L'impact des élections japonaises sur la politique de la Banque du Japon : le "7/20" qui ébranle la Banque du Japon

Alors que la coalition au pouvoir (LDP-Komeito) risque de perdre la majorité à la chambre haute lors des élections sénatoriales du 20 juillet, il devient incertain que le gouvernement d'Ishiba, partisan de l'augmentation des impôts, puisse maintenir sa politique de hausse progressive des taux en accord avec la Banque du Japon. Si les partis d'opposition ou les petits partis gagnent des sièges, des politiques populaires telles que la « réduction de la taxe sur la consommation » ou des dépenses supplémentaires pourraient être mises sur la table des discussions, augmentant le risque d'une hausse des taux d'intérêt à long terme à travers la perspective d'une émission accrue d'obligations d'État.

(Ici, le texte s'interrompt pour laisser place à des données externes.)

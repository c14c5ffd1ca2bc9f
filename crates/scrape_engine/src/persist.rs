use std::fs;
use std::io::{self, Write};
use std::path::{Path, PathBuf};

use tempfile::NamedTempFile;
use thiserror::Error;

#[derive(Debug, Error)]
pub enum PersistError {
    #[error("export directory missing or not writable: {0}")]
    OutputDir(String),
    #[error("artifact {0} already exists")]
    AlreadyExists(PathBuf),
    #[error("io error: {0}")]
    Io(#[from] io::Error),
}

/// Creates `dir` if needed and checks that files can be created in it.
pub fn ensure_output_dir(dir: &Path) -> Result<(), PersistError> {
    if dir.exists() {
        let meta = fs::metadata(dir).map_err(|e| PersistError::OutputDir(e.to_string()))?;
        if !meta.is_dir() {
            return Err(PersistError::OutputDir(format!(
                "{} is not a directory",
                dir.display()
            )));
        }
    } else {
        fs::create_dir_all(dir).map_err(|e| PersistError::OutputDir(e.to_string()))?;
    }
    NamedTempFile::new_in(dir).map_err(|e| PersistError::OutputDir(e.to_string()))?;
    Ok(())
}

/// Writes artifacts into one directory through a synced temp file.
///
/// Existing files are never replaced, so concurrent runs cannot overwrite
/// each other's exports.
#[derive(Debug, Clone)]
pub struct ArtifactWriter {
    dir: PathBuf,
}

impl ArtifactWriter {
    pub fn new(dir: impl Into<PathBuf>) -> Self {
        Self { dir: dir.into() }
    }

    pub fn write_new(&self, filename: &str, content: &[u8]) -> Result<PathBuf, PersistError> {
        ensure_output_dir(&self.dir)?;

        let target = self.dir.join(filename);
        let mut tmp = NamedTempFile::new_in(&self.dir)?;
        tmp.write_all(content)?;
        tmp.flush()?;
        tmp.as_file_mut().sync_all()?;

        tmp.persist_noclobber(&target).map_err(|e| {
            if e.error.kind() == io::ErrorKind::AlreadyExists {
                PersistError::AlreadyExists(target.clone())
            } else {
                PersistError::Io(e.error)
            }
        })?;
        Ok(target)
    }
}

Sur les réseaux sociaux, les hashtags « #消費税減税 » et « #利上げ反対 » sont en tendance chaque jour, et des voix se répandent affirmant que « pour les citoyens ordinaires, la protection du budget familial passe avant les taux d'intérêt ». Sur le marché, les anticipations de vente d'obligations en yen et de dépréciation du yen refont surface, et l'opinion dominante est que la « prochaine étape » de la BOJ sera reportée. Selon les résultats des élections et la situation politique post-électorale, la reprise de la hausse des taux pourrait être repoussée à 2026 ou au-delà, et le risque politique complique encore la normalisation de la politique monétaire.